## PROBLEM TO WORK ON
Repeat the entries below exactly. Begin with the first line and end with the line that contains "pub const FETCH_FAILED: &str".

-------- PROVIDED MATERIAL

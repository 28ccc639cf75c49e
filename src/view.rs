use crate::models::{EntryId, ExercisePlanEntry, SessionSummaryRow, WeeklySummaryRow};

pub const NOT_AVAILABLE: &str = "N/A";
pub const NO_DATA: &str = "No data available.";
pub const FETCH_FAILED: &str = "Unable to fetch data. Please try again later.";
pub const SELECT_ROUTINE: &str = "Select Routine";
pub const NO_EXERCISES: &str = "No exercises available";
pub const LOADING_EXERCISES: &str = "Loading...";
pub const EXERCISES_FAILED: &str = "Failed to load exercises";

pub const PLAN_HEADERS: [&str; 11] = [
    "Routine",
    "Exercise",
    "Primary Muscle",
    "Secondary Muscle",
    "Tertiary Muscle",
    "Sets",
    "Min Reps",
    "Max Reps",
    "RIR",
    "Weight",
    "Actions",
];
pub const WEEKLY_HEADERS: [&str; 4] = ["Muscle Group", "Total Sets", "Total Reps", "Total Weight"];
pub const SESSION_HEADERS: [&str; 3] = ["Routine", "Total Sets", "Total Reps"];

#[derive(Debug, Clone, Copy, PartialEq, Eq)]
pub enum Tone {
    Muted,
    Danger,
}

#[derive(Debug, Clone, PartialEq)]
pub enum TableRow {
    Data {
        cells: Vec<String>,
        /// Entry the row's remove control is bound to.
        remove: Option<EntryId>,
    },
    Placeholder {
        text: String,
        colspan: usize,
        tone: Tone,
    },
}

#[derive(Debug, Clone, PartialEq, Default)]
pub struct TableView {
    pub headers: Vec<&'static str>,
    pub rows: Vec<TableRow>,
}

impl TableView {
    fn with_headers(headers: &[&'static str]) -> Self {
        Self {
            headers: headers.to_vec(),
            rows: Vec::new(),
        }
    }

    fn placeholder(headers: &[&'static str], text: &str, tone: Tone) -> Self {
        let mut table = Self::with_headers(headers);
        table.rows.push(TableRow::Placeholder {
            text: text.to_string(),
            colspan: headers.len(),
            tone,
        });
        table
    }

    pub fn data_rows(&self) -> impl Iterator<Item = &TableRow> {
        self.rows
            .iter()
            .filter(|row| matches!(row, TableRow::Data { .. }))
    }

    pub fn is_placeholder(&self) -> bool {
        matches!(self.rows.as_slice(), [TableRow::Placeholder { .. }])
    }
}

#[derive(Debug, Clone, PartialEq, Eq)]
pub struct SelectOption {
    pub value: String,
    pub label: String,
}

impl SelectOption {
    pub fn named(name: &str) -> Self {
        Self {
            value: name.to_string(),
            label: name.to_string(),
        }
    }

    pub fn placeholder(label: &str) -> Self {
        Self {
            value: String::new(),
            label: label.to_string(),
        }
    }

    pub fn is_placeholder(&self) -> bool {
        self.value.is_empty()
    }
}

#[derive(Debug, Clone, PartialEq, Eq, Default)]
pub struct SelectView {
    pub options: Vec<SelectOption>,
}

impl SelectView {
    pub fn only(option: SelectOption) -> Self {
        Self {
            options: vec![option],
        }
    }

    pub fn values(&self) -> Vec<&str> {
        self.options
            .iter()
            .filter(|option| !option.is_placeholder())
            .map(|option| option.value.as_str())
            .collect()
    }
}

pub fn render_plan_table(entries: &[ExercisePlanEntry]) -> TableView {
    if entries.is_empty() {
        return TableView::placeholder(&PLAN_HEADERS, NO_DATA, Tone::Muted);
    }

    let mut table = TableView::with_headers(&PLAN_HEADERS);
    table.rows = entries
        .iter()
        .map(|entry| TableRow::Data {
            cells: vec![
                entry.routine.clone(),
                entry.exercise.clone(),
                or_not_available(entry.primary_muscle_group.as_deref()),
                or_not_available(entry.secondary_muscle_group.as_deref()),
                or_not_available(entry.tertiary_muscle_group.as_deref()),
                entry.sets.to_string(),
                entry.min_rep_range.to_string(),
                entry.max_rep_range.to_string(),
                entry
                    .rir
                    .map(|rir| rir.to_string())
                    .unwrap_or_else(|| NOT_AVAILABLE.to_string()),
                entry.weight.to_string(),
            ],
            remove: Some(entry.id.clone()),
        })
        .collect();
    table
}

pub fn render_weekly_summary(rows: &[WeeklySummaryRow]) -> TableView {
    if rows.is_empty() {
        return TableView::placeholder(&WEEKLY_HEADERS, NO_DATA, Tone::Muted);
    }

    let mut table = TableView::with_headers(&WEEKLY_HEADERS);
    table.rows = rows
        .iter()
        .map(|row| TableRow::Data {
            cells: vec![
                or_not_available(row.muscle_group.as_deref()),
                format!("{:.1}", row.total_sets),
                format!("{:.1}", row.total_reps),
                format!("{:.1}", row.total_weight),
            ],
            remove: None,
        })
        .collect();
    table
}

pub fn render_session_summary(rows: &[SessionSummaryRow]) -> TableView {
    if rows.is_empty() {
        return TableView::placeholder(&SESSION_HEADERS, NO_DATA, Tone::Muted);
    }

    let mut table = TableView::with_headers(&SESSION_HEADERS);
    table.rows = rows
        .iter()
        .map(|row| TableRow::Data {
            cells: vec![
                row.routine.clone(),
                format!("{}", row.total_sets.round() as i64),
                format!("{}", row.total_reps.round() as i64),
            ],
            remove: None,
        })
        .collect();
    table
}

pub fn render_weekly_error() -> TableView {
    TableView::placeholder(&WEEKLY_HEADERS, FETCH_FAILED, Tone::Danger)
}

pub fn render_session_error() -> TableView {
    TableView::placeholder(&SESSION_HEADERS, FETCH_FAILED, Tone::Danger)
}

pub fn render_exercise_options(names: &[String]) -> SelectView {
    let options: Vec<SelectOption> = names
        .iter()
        .map(|name| name.trim())
        .filter(|name| !name.is_empty())
        .map(SelectOption::named)
        .collect();

    if options.is_empty() {
        return SelectView::only(SelectOption::placeholder(NO_EXERCISES));
    }
    SelectView { options }
}

pub fn render_routine_options(routines: &[String]) -> SelectView {
    let mut options = Vec::with_capacity(routines.len() + 1);
    options.push(SelectOption::placeholder(SELECT_ROUTINE));
    options.extend(routines.iter().map(|routine| SelectOption::named(routine)));
    SelectView { options }
}

fn or_not_available(value: Option<&str>) -> String {
    match value.map(str::trim) {
        Some(value) if !value.is_empty() => value.to_string(),
        _ => NOT_AVAILABLE.to_string(),
    }
}

#[cfg(test)]
mod tests {
    use super::*;

    fn entry(id: i64, primary: Option<&str>) -> ExercisePlanEntry {
        ExercisePlanEntry {
            id: EntryId::Number(id),
            routine: "Push Day A".into(),
            exercise: "Bench Press".into(),
            primary_muscle_group: primary.map(Into::into),
            secondary_muscle_group: None,
            tertiary_muscle_group: Some("".into()),
            sets: 3,
            min_rep_range: 6,
            max_rep_range: 10,
            rir: Some(2),
            weight: 82.5,
        }
    }

    #[test]
    fn empty_plan_renders_single_spanning_placeholder() {
        let table = render_plan_table(&[]);
        assert_eq!(
            table.rows,
            vec![TableRow::Placeholder {
                text: NO_DATA.into(),
                colspan: PLAN_HEADERS.len(),
                tone: Tone::Muted,
            }]
        );
    }

    #[test]
    fn plan_rows_fill_missing_muscle_groups() {
        let table = render_plan_table(&[entry(1, Some("Chest")), entry(2, None)]);
        assert_eq!(table.data_rows().count(), 2);

        let TableRow::Data { cells, remove } = &table.rows[1] else {
            panic!("expected data row");
        };
        assert_eq!(cells.len(), PLAN_HEADERS.len() - 1);
        assert_eq!(&cells[2..5], [NOT_AVAILABLE, NOT_AVAILABLE, NOT_AVAILABLE]);
        assert_eq!(cells[9], "82.5");
        assert_eq!(remove, &Some(EntryId::Number(2)));
    }

    #[test]
    fn weekly_summary_uses_one_decimal() {
        let table = render_weekly_summary(&[WeeklySummaryRow {
            muscle_group: None,
            total_sets: 4.333,
            total_reps: 40.0,
            total_weight: 1200.26,
        }]);
        let TableRow::Data { cells, .. } = &table.rows[0] else {
            panic!("expected data row");
        };
        assert_eq!(cells, &["N/A", "4.3", "40.0", "1200.3"]);
    }

    #[test]
    fn session_summary_rounds_to_integers() {
        let table = render_session_summary(&[SessionSummaryRow {
            routine: "A1".into(),
            muscle_group: Some("Chest".into()),
            total_sets: 6.6,
            total_reps: 59.4,
        }]);
        let TableRow::Data { cells, .. } = &table.rows[0] else {
            panic!("expected data row");
        };
        assert_eq!(cells, &["A1", "7", "59"]);
    }

    #[test]
    fn summary_placeholders_span_their_tables() {
        assert!(render_weekly_summary(&[]).is_placeholder());
        assert_eq!(
            render_session_error().rows,
            vec![TableRow::Placeholder {
                text: FETCH_FAILED.into(),
                colspan: 3,
                tone: Tone::Danger,
            }]
        );
    }

    #[test]
    fn exercise_options_drop_blank_names_in_order() {
        let names = vec!["Squat".to_string(), "  ".to_string(), "".to_string(), "Deadlift".to_string()];
        assert_eq!(render_exercise_options(&names).values(), ["Squat", "Deadlift"]);

        let empty = render_exercise_options(&[]);
        assert_eq!(empty.options, vec![SelectOption::placeholder(NO_EXERCISES)]);
    }

    #[test]
    fn routine_options_start_with_prompt() {
        let view = render_routine_options(&["A".to_string(), "B".to_string()]);
        assert_eq!(view.options[0], SelectOption::placeholder(SELECT_ROUTINE));
        assert_eq!(view.values(), ["A", "B"]);
    }
}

----------------

## FINAL ANSWER
repository 28ccc639cf75c49e
filename src/view.rs
use crate::models::{EntryId, ExercisePlanEntry, SessionSummaryRow, WeeklySummaryRow};

pub const NOT_AVAILABLE: &str = "N/A";
pub const NO_DATA: &str = "No data available.";
pub const FETCH_FAILED: &str = "Unable to fetch data. Please try again later.";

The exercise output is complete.